Aberrant integration of adult-born neurons after SE alters dentate gyrus circuitry. Top panel shows a schematic of the normal dentate gyrus with radial glia-like neural stem cells (NSCs) (green) that generate more proliferative type-2 cells (blue) that give rise to immature neurons that extend dendrites toward molecular layer (ML) and their axons (mossy fibers) toward the hilus (orange). Mature newborn neurons functionally integrate with their dendrites in the ML and send their axons to area CA3 and hilar regions (red).
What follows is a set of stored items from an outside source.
//! Contract-based validation for duel transitions.
//!
//! Contracts define correctness through preconditions and postconditions:
//! `{P(state, action)} action {Q(before, after)}`.

use super::action::{Action, TimedAction, TransitionError};
use super::invariants::{DuelInvariants, InvariantSet, SessionView};
use super::phase::Phase;
use super::types::{PlayerId, QuestionId};
use chrono::{DateTime, Utc};
use tracing::{instrument, warn};

// ─────────────────────────────────────────────────────────────
//  Contract Trait
// ─────────────────────────────────────────────────────────────

/// A contract defines preconditions and postconditions for state transitions.
pub trait Contract<S, A> {
    /// Checks preconditions before applying the action.
    fn pre(state: &S, action: &A) -> Result<(), TransitionError>;

    /// Checks postconditions after applying the action.
    fn post(before: &S, after: &S) -> Result<(), TransitionError>;
}

// ─────────────────────────────────────────────────────────────
//  Preconditions
// ─────────────────────────────────────────────────────────────

/// Precondition: the session is in the expected phase.
pub struct InPhase;

impl InPhase {
    #[instrument(skip(view))]
    pub fn check(expected: Phase, view: &SessionView<'_>) -> Result<(), TransitionError> {
        let actual = *view.state.phase();
        if actual == expected {
            Ok(())
        } else {
            Err(TransitionError::InvalidPhase(actual))
        }
    }
}

/// Precondition: the player is on the roster.
pub struct KnownPlayer;

impl KnownPlayer {
    #[instrument(skip(view))]
    pub fn check(player: &PlayerId, view: &SessionView<'_>) -> Result<(), TransitionError> {
        if view.settings.has_player(player) {
            Ok(())
        } else {
            Err(TransitionError::UnknownPlayer(player.clone()))
        }
    }
}

/// Precondition: the player holds selection privilege.
pub struct ActivePlayer;

impl ActivePlayer {
    #[instrument(skip(view))]
    pub fn check(player: &PlayerId, view: &SessionView<'_>) -> Result<(), TransitionError> {
        if view.state.active_player().as_ref() == Some(player) {
            Ok(())
        } else {
            Err(TransitionError::NotActivePlayer(player.clone()))
        }
    }
}

/// Precondition: the question exists in the current round and is unresolved.
pub struct SelectableQuestion;

impl SelectableQuestion {
    #[instrument(skip(view))]
    pub fn check(question: QuestionId, view: &SessionView<'_>) -> Result<(), TransitionError> {
        let in_round = view
            .settings
            .round(*view.state.current_round())
            .and_then(|round| round.question(question))
            .is_some();
        if !in_round {
            return Err(TransitionError::UnknownQuestion(question));
        }
        if view.state.is_answered(question) {
            return Err(TransitionError::QuestionAlreadyAnswered(question));
        }
        Ok(())
    }
}

/// Precondition: the open question can still be captured.
///
/// A question held by someone reports `AlreadyCaptured` rather than a
/// phase error, so late buzzers learn who won the race.
pub struct CaptureOpen;

impl CaptureOpen {
    #[instrument(skip(view))]
    pub fn check(now: DateTime<Utc>, view: &SessionView<'_>) -> Result<(), TransitionError> {
        let state = view.state;
        match state.phase() {
            Phase::AwaitingCapture => {}
            Phase::AwaitingAnswer => {
                let holder = state.captured_by().clone().ok_or_else(|| {
                    TransitionError::InvariantViolation(
                        "AwaitingAnswer without a capturing player".to_string(),
                    )
                })?;
                return Err(TransitionError::AlreadyCaptured(holder));
            }
            other => return Err(TransitionError::InvalidPhase(*other)),
        }
        match state.capture_deadline() {
            Some(deadline) if now < *deadline => Ok(()),
            _ => Err(TransitionError::CaptureWindowExpired),
        }
    }
}

/// Precondition: the player has not yet used their attempt on this question.
pub struct FirstAttempt;

impl FirstAttempt {
    #[instrument(skip(view))]
    pub fn check(player: &PlayerId, view: &SessionView<'_>) -> Result<(), TransitionError> {
        if view.state.has_attempted(player) {
            Err(TransitionError::AlreadyAttempted(player.clone()))
        } else {
            Ok(())
        }
    }
}

/// Precondition: the player holds the open question.
pub struct CapturingPlayer;

impl CapturingPlayer {
    #[instrument(skip(view))]
    pub fn check(player: &PlayerId, view: &SessionView<'_>) -> Result<(), TransitionError> {
        if view.state.captured_by().as_ref() == Some(player) {
            Ok(())
        } else {
            Err(TransitionError::NotCapturingPlayer(player.clone()))
        }
    }
}

/// Precondition: the answer window is still open.
pub struct AnswerOpen;

impl AnswerOpen {
    #[instrument(skip(view))]
    pub fn check(now: DateTime<Utc>, view: &SessionView<'_>) -> Result<(), TransitionError> {
        match view.state.answer_deadline() {
            Some(deadline) if now < *deadline => Ok(()),
            _ => Err(TransitionError::AnswerWindowExpired),
        }
    }
}

// ─────────────────────────────────────────────────────────────
//  Composite preconditions, one per action
// ─────────────────────────────────────────────────────────────

/// Legal first-player selection.
pub struct LegalFirstPlayer;

impl LegalFirstPlayer {
    /// Validates all preconditions for `select_first_player`.
    pub fn check(player: &PlayerId, view: &SessionView<'_>) -> Result<(), TransitionError> {
        InPhase::check(Phase::AwaitingFirstPlayer, view)?;
        KnownPlayer::check(player, view)?;
        Ok(())
    }
}

/// Legal question selection.
pub struct LegalSelection;

impl LegalSelection {
    /// Validates all preconditions for `select_question`.
    pub fn check(
        player: &PlayerId,
        question: QuestionId,
        view: &SessionView<'_>,
    ) -> Result<(), TransitionError> {
        InPhase::check(Phase::AwaitingSelection, view)?;
        ActivePlayer::check(player, view)?;
        SelectableQuestion::check(question, view)?;
        Ok(())
    }
}

/// Legal capture.
pub struct LegalCapture;

impl LegalCapture {
    /// Validates all preconditions for `capture_question`.
    pub fn check(
        player: &PlayerId,
        now: DateTime<Utc>,
        view: &SessionView<'_>,
    ) -> Result<(), TransitionError> {
        CaptureOpen::check(now, view)?;
        KnownPlayer::check(player, view)?;
        FirstAttempt::check(player, view)?;
        Ok(())
    }
}

/// Legal answer.
pub struct LegalAnswer;

impl LegalAnswer {
    /// Validates all preconditions for `answer`.
    pub fn check(
        player: &PlayerId,
        now: DateTime<Utc>,
        view: &SessionView<'_>,
    ) -> Result<(), TransitionError> {
        InPhase::check(Phase::AwaitingAnswer, view)?;
        CapturingPlayer::check(player, view)?;
        AnswerOpen::check(now, view)?;
        Ok(())
    }
}

// ─────────────────────────────────────────────────────────────
//  Action Contract (Pre + Post)
// ─────────────────────────────────────────────────────────────

/// Contract for every duel action.
///
/// Preconditions: the per-action composite checks above. `Tick` has none.
///
/// Postconditions:
/// - all [`DuelInvariants`] hold on the new snapshot
/// - the answered set only grows
/// - the score table keys are unchanged
/// - the version advanced by at most one
pub struct ActionContract;

impl<'a> Contract<SessionView<'a>, TimedAction> for ActionContract {
    fn pre(view: &SessionView<'a>, timed: &TimedAction) -> Result<(), TransitionError> {
        match &timed.action {
            Action::SelectFirstPlayer { player } => LegalFirstPlayer::check(player, view),
            Action::SelectQuestion { player, question } => {
                LegalSelection::check(player, *question, view)
            }
            Action::CaptureQuestion { player } => LegalCapture::check(player, timed.at, view),
            Action::Answer { player, .. } => LegalAnswer::check(player, timed.at, view),
            Action::Tick => Ok(()),
        }
    }

    fn post(before: &SessionView<'a>, after: &SessionView<'a>) -> Result<(), TransitionError> {
        let mut problems = Vec::new();

        if let Err(violations) = DuelInvariants::check_all(after) {
            problems.extend(violations.into_iter().map(|v| v.description));
        }
        if !before
            .state
            .answered_questions()
            .is_subset(after.state.answered_questions())
        {
            problems.push("Answered questions only grow".to_string());
        }
        let keys_before: Vec<_> = before.state.player_scores().keys().collect();
        let keys_after: Vec<_> = after.state.player_scores().keys().collect();
        if keys_before != keys_after {
            problems.push("Score table keys never change".to_string());
        }
        if after.state.version().saturating_sub(*before.state.version()) > 1 {
            problems.push("Version advances one step per transition".to_string());
        }

        if problems.is_empty() {
            Ok(())
        } else {
            warn!(?problems, "Postcondition failed");
            Err(TransitionError::InvariantViolation(format!(
                "Postcondition failed: {}",
                problems.join("; ")
            )))
        }
    }
}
In experimental mesial temporal lobe epilepsy (mTLE) (bottom panel), status epilepticus (SE) increases neurogenesis and also alters the integration of differentiating neurons. Proliferation of radial glia-like cells (green) and also type-2 cells is strongly enhanced (blue). Cells born after SE extend aberrant dendrites into the hilar region (orange). Aberrant dendrites remain also on fully mature newborn granule cells (red) that may be implicated in disturbing dentate connectivity. Furthermore, mossy fiber sprouting occurs from seizure-generated (red) but also preexisting mature granule cells (not shown in this scheme). In addition to aberrant neurite extension and integration, some seizure-generated neurons migrate ectopically to reside in hilus (figure prepared by Simon Braun, University of Zurich).